§ **WHAT TO DO**: Check every line of the data for the string "Returns" and copy the ones that have it.

-- AVAILABLE DATA follows --

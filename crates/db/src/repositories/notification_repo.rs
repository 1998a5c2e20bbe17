//! Repository for the `notifications` table.

use achievo_core::notification::Notification;
use achievo_core::types::DbId;
use sqlx::PgPool;

use crate::models::notification::NotificationRow;

/// Column list for `notifications` queries.
const COLUMNS: &str =
    "id, user_id, notification_type, title, message, payload, is_read, read_at, created_at";

/// Provides inbox operations for notifications.
pub struct NotificationRepo;

impl NotificationRepo {
    /// Store a notification as unread, returning the generated ID.
    pub async fn create(pool: &PgPool, notification: &Notification) -> Result<DbId, sqlx::Error> {
        sqlx::query_scalar(
            "INSERT INTO notifications (user_id, notification_type, title, message, payload) \
             VALUES ($1, $2, $3, $4, $5) \
             RETURNING id",
        )
        .bind(notification.user_id)
        .bind(notification.kind.as_str())
        .bind(&notification.title)
        .bind(&notification.message)
        .bind(&notification.payload)
        .fetch_one(pool)
        .await
    }

    /// List notifications for a user, newest first.
    ///
    /// When `unread_only` is `true`, only notifications with `is_read = false`
    /// are returned.
    pub async fn list_for_user(
        pool: &PgPool,
        user_id: DbId,
        unread_only: bool,
        limit: i64,
        offset: i64,
    ) -> Result<Vec<NotificationRow>, sqlx::Error> {
        let query = format!(
            "SELECT {COLUMNS} FROM notifications \
             WHERE user_id = $1 AND (NOT $2 OR is_read = false) \
             ORDER BY created_at DESC, id DESC \
             LIMIT $3 OFFSET $4"
        );
        sqlx::query_as::<_, NotificationRow>(&query)
            .bind(user_id)
            .bind(unread_only)
            .bind(limit)
            .bind(offset)
            .fetch_all(pool)
            .await
    }

    pub async fn count_for_user(
        pool: &PgPool,
        user_id: DbId,
        unread_only: bool,
    ) -> Result<i64, sqlx::Error> {
        let row: (i64,) = sqlx::query_as(
            "SELECT COUNT(*) FROM notifications \
             WHERE user_id = $1 AND (NOT $2 OR is_read = false)",
        )
        .bind(user_id)
        .bind(unread_only)
        .fetch_one(pool)
        .await?;
        Ok(row.0)
    }

    /// Mark a single notification as read.
    ///
    /// Returns `true` if the notification was found for the given user and updated,
    /// `false` otherwise.
    pub async fn mark_read(
        pool: &PgPool,
        notification_id: DbId,
        user_id: DbId,
    ) -> Result<bool, sqlx::Error> {
        let result = sqlx::query(
            "UPDATE notifications \
             SET is_read = true, read_at = NOW() \
             WHERE id = $1 AND user_id = $2 AND is_read = false",
        )
        .bind(notification_id)
        .bind(user_id)
        .execute(pool)
        .await?;
        Ok(result.rows_affected() > 0)
    }

    /// Mark all unread notifications as read for a user.
    ///
    /// Returns the number of notifications that were marked read.
    pub async fn mark_all_read(pool: &PgPool, user_id: DbId) -> Result<u64, sqlx::Error> {
        let result = sqlx::query(
            "UPDATE notifications \
             SET is_read = true, read_at = NOW() \
             WHERE user_id = $1 AND is_read = false",
        )
        .bind(user_id)
        .execute(pool)
        .await?;
        Ok(result.rows_affected())
    }
}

-- AVAILABLE DATA concluded --

§ **SOLUTION TO THIS EXERCISE**:
    /// Returns `true` if the notification was found for the given user and updated,
    /// Returns the number of notifications that were marked read.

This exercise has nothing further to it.